5th Los Cabos International Film Festival

Mexico, November 9 - November 13 2016


The jury

Gerald Peary (US), Ernesto Diezmartínez (Mexico), Chiara Arroyo Cella (Spain)

Awarded films

“Come see what the neighbors are doing” is the enticing slogan in the trailer for the 2016 Los Cabos International Film Festival. This was the Fest’s successful fifth edition, November 9 th to 13 th, in the Baja tourist town of Cabo San Lucas, with screenings and activities also in the neighboring San José del Cabo. The Los Cabos International Film Festival with its grand hotels and nearby ocean beaches has become a necessary destination to see some of the most vibrant expressions of Mexican cinema, but also for American and Canadian independent cinema.

This intimate, very enjoyable festival exhibited 46 films over five days, and had two competitive, juried sections. México Primero featured six national films, and the Los Cabos Competition was comprised of nine Canadian, Mexican and American films. Other sections were World Highlights, movies from around the globe, and American Specials, features from 2016 made in the USA, both by veterans and young filmmakers. Finally, there was the Green section: films with an environmentalist approach.

The Festival offered a couple of well-deserved tributes, to Hollywood political filmmaker Oliver Stone and to Mexican cinematographer Rodrigo Prieto. The closing ceremony included a Lifetime tribute in appreciation of the acting career of the Italian diva Monica Bellucci.

The winning film in the Los Cabos Competition section was American Honey from Andrea Arnold. It received an award of two hundred thousand pesos, just shy of ten thousand US dollars, and also “The Whale,” a small sculpture created by jewelry designer Daniel Espinosa.
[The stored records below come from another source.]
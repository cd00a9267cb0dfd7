//! # Event Sequencing
//!
//! Turns session output into a well-formed event sequence:
//!
//! - `Started` at most once, before any `Audio`
//! - exactly one terminal event (`Error` or `Done`), after which nothing is
//!   emitted
//! - the decode engine is released exactly once, through [`EventSequencer::close`],
//!   whichever way the sequence ends
//!
//! ## Usage
//!
//! ```rust,ignore
//! let mut sequencer = EventSequencer::new(factory, DecodeConfig::default());
//! for chunk in body {
//!     if cancel.is_cancelled() {
//!         break;
//!     }
//!     deliver(sequencer.process(&chunk));
//! }
//! deliver(sequencer.finish());
//! sequencer.close();
//! ```

use crate::config::DecodeConfig;
use crate::container::WavPayload;
use crate::engine::EngineFactory;
use crate::error::{DecodeError, Result};
use crate::events::{StreamFormat, SynthesisEvent};
use crate::session::{DecodeSession, SessionPhase, SessionStats};
use bytes::Bytes;
use std::sync::Arc;
use tracing::{debug, error, instrument};

/// Enforces the `Started → Audio* → (Error | Done)` protocol over a
/// [`DecodeSession`].
pub struct EventSequencer {
    session: DecodeSession,
    started: bool,
    terminated: bool,
    closed: bool,
}

impl EventSequencer {
    /// Create a sequencer around a fresh session.
    pub fn new(factory: Arc<dyn EngineFactory>, config: DecodeConfig) -> Self {
        Self {
            session: DecodeSession::new(factory, config),
            started: false,
            terminated: false,
            closed: false,
        }
    }

    /// Feed one chunk of the response body.
    ///
    /// Returns `Started` (first time a frame header is found), any `Audio`, and an
    /// `Error` if the chunk caused a failure. Returns nothing once a
    /// terminal event was produced.
    #[instrument(level = "trace", skip_all, fields(len = chunk.len()))]
    pub fn process(&mut self, chunk: &[u8]) -> Vec<SynthesisEvent> {
        if self.terminated {
            debug!("Dropping chunk after terminal event");
            return Vec::new();
        }

        let mut events = Vec::new();
        let result = self.session.push(chunk, &mut events);
        self.seal(events, result)
    }

    /// Signal end of input.
    ///
    /// Returns the remaining `Audio` followed by exactly one terminal event,
    /// or nothing if a terminal event was already produced. The engine is
    /// released before returning.
    #[instrument(level = "debug", skip_all)]
    pub fn finish(&mut self) -> Vec<SynthesisEvent> {
        if self.terminated {
            return Vec::new();
        }

        let mut events = Vec::new();
        let result = self.session.finish(&mut events);
        let mut events = self.seal(events, result);
        if !self.terminated {
            events.push(SynthesisEvent::Done);
            self.terminated = true;
        }
        self.close();
        events
    }

    /// End the sequence with `error` unless it already ended.
    pub fn abort(&mut self, error: DecodeError) -> Vec<SynthesisEvent> {
        if self.terminated {
            debug!(%error, "Ignoring abort after terminal event");
            return Vec::new();
        }
        let events = self.seal(Vec::new(), Err(error));
        self.close();
        events
    }

    /// Release the decode engine.
    ///
    /// Must be called on every exit path, including cancellation. Calling it
    /// again is a no-op. Does not emit any event.
    pub fn close(&mut self) {
        if self.closed {
            return;
        }
        self.closed = true;
        self.session.release();
        debug!(
            phase = ?self.session.phase(),
            terminated = self.terminated,
            "Event sequencer closed"
        );
    }

    /// Returns `true` once `Error` or `Done` was produced.
    pub fn is_terminated(&self) -> bool {
        self.terminated
    }

    /// Returns `true` once [`close`](Self::close) ran.
    pub fn is_closed(&self) -> bool {
        self.closed
    }

    /// Stream format, once `Started` was produced.
    pub fn format(&self) -> Option<StreamFormat> {
        self.session.format()
    }

    /// Phase of the underlying session.
    pub fn phase(&self) -> SessionPhase {
        self.session.phase()
    }

    /// Counters of the underlying session.
    pub fn stats(&self) -> SessionStats {
        self.session.stats()
    }

    fn seal(&mut self, events: Vec<SynthesisEvent>, result: Result<()>) -> Vec<SynthesisEvent> {
        let mut sealed = Vec::with_capacity(events.len() + 1);

        for event in events {
            match event {
                SynthesisEvent::Started(_) if self.started => {
                    debug!("Suppressing duplicate Started");
                }
                SynthesisEvent::Started(_) => {
                    self.started = true;
                    sealed.push(event);
                }
                SynthesisEvent::Audio(_) if !self.started => {
                    debug!("Suppressing Audio before Started");
                }
                event if event.is_terminal() => {
                    // Terminal events come from this type only
                    debug!(kind = event.kind(), "Suppressing terminal event from session");
                }
                event => sealed.push(event),
            }
        }

        if let Err(err) = result {
            error!(error = %err, "Decode session failed");
            sealed.push(SynthesisEvent::from_error(err));
            self.terminated = true;
            self.close();
        }

        sealed
    }
}

impl Drop for EventSequencer {
    fn drop(&mut self) {
        self.close();
    }
}

/// Events for a fully parsed WAV response.
///
/// Yields `Started`, the PCM payload in slices of at most `slice_len` bytes
/// (zero-copy views into the payload), then `Done`.
pub fn wav_events(payload: WavPayload, slice_len: usize) -> impl Iterator<Item = SynthesisEvent> {
    let slice_len = slice_len.max(1);
    let pcm = payload.pcm;
    let slices = (0..pcm.len())
        .step_by(slice_len)
        .map(move |start| {
            let end = (start + slice_len).min(pcm.len());
            SynthesisEvent::Audio(pcm.slice(start..end))
        });

    std::iter::once(SynthesisEvent::Started(payload.format.stream_format()))
        .chain(slices)
        .chain(std::iter::once(SynthesisEvent::Done))
}

/// Concatenate the PCM payloads of `Audio` events.
pub fn collect_pcm<'a>(events: impl IntoIterator<Item = &'a SynthesisEvent>) -> Bytes {
    let mut pcm = Vec::new();
    for event in events {
        if let Some(chunk) = event.pcm() {
            pcm.extend_from_slice(chunk);
        }
    }
    Bytes::from(pcm)
}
The jury prize in the México Primero section went to X500 from Juan Andrés Arango. Tamara and the Ladybug (Tamara y la Catarina) directed by Lucía Carrera, received the FIPRESCI award for best Mexican Film and also the Trailer Art Kingdom Award, with a twelve-thousand- dollar value prize to make a professional trailer.

Finally, the documentary Beauties of the Night (Bellas de noche) from María José Cuevas predictably received the Public Cinemex award for Best Mexican film along with two hundred thousand pesos. So, excluding the official jury of México Primero, the jury of the rest of the sections and the audience in Los Cabos was delighted by films directed by women. And rightfully so. (Ernesto Diezmartínez, edited by Gerald M. Peary).